Estradiol induced JNK activation. (A) Immunocytochemical analysis showing c-jun phosphorylation (p-c-Jun) in C6 cells (upper panel) and in T98G cells (lower panel) pretreated with 20 μM SP600125 or vehicle (control) for 30 min, and incubated with 20 μM estradiol for 18 h under low growth-stimulated conditions. Phosphorylation of c-jun was visualized by anti-phosphorylated-c-jun antibody. Cells were visualized by using biotinylated secondary antibody, streptavidin/HRP and AEC chromogen.
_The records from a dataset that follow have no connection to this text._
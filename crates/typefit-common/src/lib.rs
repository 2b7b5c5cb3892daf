//! Common types and utilities for the typefit type engine.
//!
//! This crate provides the foundational types used across all typefit crates:
//! - Arena type identifiers (`TypeId`)
//! - The hierarchical diagnostics model (`Status`, `Severity`)
//! - Validation paths (`ValidationPath`)
//! - The message catalog and `{{param}}` templating
//! - Opaque source references (`SourceRef`, `ByteRange`)

pub mod ids;
pub use ids::TypeId;

pub mod source;
pub use source::{ByteRange, SourceRef};

pub mod path;
pub use path::ValidationPath;

pub mod status;
pub use status::{
    GLOBAL_EXTRA, SCHEMA_AND_TYPE_EXTRA, SOURCE_EXTRA, Severity, Status, StatusSource,
    TOP_LEVEL_EXTRA,
};

pub mod messages;
pub use messages::{MessageEntry, message_text};
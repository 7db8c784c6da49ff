//! Mapping of domain errors to HTTP responses

use std::collections::HashMap;

use actix_web::{error::JsonPayloadError, HttpRequest, HttpResponse};

use catalog_core::errors::{AuthError, DomainError};
use catalog_shared::{error_codes, ErrorResponse};

/// Handle domain errors and convert them to appropriate HTTP responses
pub fn handle_domain_error(error: DomainError) -> HttpResponse {
    match error {
        DomainError::Auth(auth_error) => {
            let body = ErrorResponse::new(auth_error.code(), auth_error.to_string());
            match auth_error {
                AuthError::InvalidCredentials
                | AuthError::AuthenticationRequired
                | AuthError::InvalidToken => {
                    log::info!("Authentication rejected: {}", auth_error);
                    HttpResponse::Unauthorized().json(body)
                }
                AuthError::InvalidOtp
                | AuthError::AccountNotFound
                | AuthError::OtpAlreadyPending
                | AuthError::AlreadyLoggedOut => {
                    log::info!("Request rejected: {}", auth_error);
                    HttpResponse::BadRequest().json(body)
                }
            }
        }
        DomainError::ValidationErr(validation_error) => {
            log::info!("Validation failed: {}", validation_error);
            HttpResponse::BadRequest().json(
                ErrorResponse::new(error_codes::VALIDATION_ERROR, validation_error.to_string())
                    .add_detail("fields", validation_error.field_errors()),
            )
        }
        DomainError::Validation { message } => {
            log::info!("Validation failed: {}", message);
            HttpResponse::BadRequest().json(ErrorResponse::new(error_codes::VALIDATION_ERROR, message))
        }
        DomainError::NotFound { resource } => {
            HttpResponse::NotFound().json(ErrorResponse::new(
                error_codes::NOT_FOUND,
                format!("Not found: {}", resource),
            ))
        }
        DomainError::Internal { message } => {
            log::error!("Internal error: {}", message);
            HttpResponse::InternalServerError().json(ErrorResponse::new(
                error_codes::INTERNAL_ERROR,
                "An internal error occurred",
            ))
        }
    }
}

/// Convert `validator` failures into a 400 with per-field messages
pub fn handle_validation_errors(errors: validator::ValidationErrors) -> HttpResponse {
    let mut field_errors: HashMap<String, Vec<String>> = HashMap::new();
    for (field, errors) in errors.field_errors() {
        let messages = errors
            .iter()
            .map(|e| {
                e.message
                    .as_ref()
                    .map(|m| m.to_string())
                    .unwrap_or_else(|| e.code.to_string())
            })
            .collect();
        field_errors.insert(field.to_string(), messages);
    }

    log::info!("Request validation failed: {:?}", field_errors);

    HttpResponse::BadRequest().json(
        ErrorResponse::new(error_codes::VALIDATION_ERROR, "Invalid request data")
            .add_detail("fields", field_errors),
    )
}

/// Error handler for malformed JSON bodies
pub fn json_error_handler(error: JsonPayloadError, _req: &HttpRequest) -> actix_web::Error {
    let message = error.to_string();
    let response = HttpResponse::BadRequest().json(ErrorResponse::new(
        error_codes::VALIDATION_ERROR,
        format!("Invalid request body: {}", message),
    ));
    actix_web::error::InternalError::from_response(message, response).into()
}

#[cfg(test)]
mod tests {
    use super::*;
    use actix_web::{body::to_bytes, http::StatusCode};
    use catalog_core::errors::ValidationError;

    async fn body_json(response: HttpResponse) -> serde_json::Value {
        let bytes = to_bytes(response.into_body()).await.unwrap();
        serde_json::from_slice(&bytes).unwrap()
    }

    #[actix_web::test]
    async fn test_already_logged_out_is_bad_request() {
        let response = handle_domain_error(AuthError::AlreadyLoggedOut.into());
        assert_eq!(response.status(), StatusCode::BAD_REQUEST);

        let body = body_json(response).await;
        assert_eq!(body["error"], "ALREADY_LOGGED_OUT");
        assert_eq!(body["message"], "Invalid token or already logged out.");
    }

    #[actix_web::test]
    async fn test_invalid_credentials_is_unauthorized() {
        let response = handle_domain_error(AuthError::InvalidCredentials.into());
        assert_eq!(response.status(), StatusCode::UNAUTHORIZED);
    }

    #[actix_web::test]
    async fn test_duplicate_value_carries_field_details() {
        let error: DomainError = ValidationError::DuplicateValue {
            field: "username".to_string(),
        }
        .into();
        let response = handle_domain_error(error);
        assert_eq!(response.status(), StatusCode::BAD_REQUEST);

        let body = body_json(response).await;
        assert_eq!(
            body["details"]["fields"]["username"][0],
            "A user with that username already exists."
        );
    }

    #[actix_web::test]
    async fn test_internal_error_hides_message() {
        let response = handle_domain_error(DomainError::Internal {
            message: "connection refused".to_string(),
        });
        assert_eq!(response.status(), StatusCode::INTERNAL_SERVER_ERROR);

        let body = body_json(response).await;
        assert_eq!(body["message"], "An internal error occurred");
    }

    #[actix_web::test]
    async fn test_not_found() {
        let response = handle_domain_error(DomainError::NotFound {
            resource: "song 7".to_string(),
        });
        assert_eq!(response.status(), StatusCode::NOT_FOUND);
    }
}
Images were captured using a brightfield microscope at a magnification of ×600. (B) Western blot analysis for the level of phosphorylated c-Jun (p-c-Jun) in C6 cells (right panel) and in T98G cells (left panel) pretreated with 20 μM SP600125 or vehicle (control) for 30 min, and incubated with 20 μM estradiol, for 18 h under low growth-stimulated conditions. Cell lysates were separated by 10% SDS-PAGE, and Western blotted with polyclonal antibody against the phosphorylated form of c-jun (upper panels). The corresponding native proteins of JNKs from the same lysates were blotted in separate membranes and shown in the lower panels. The blots were then visualized by using alkaline phosphatase conjugated secondary antibodies and BCIP/NBT as substrates.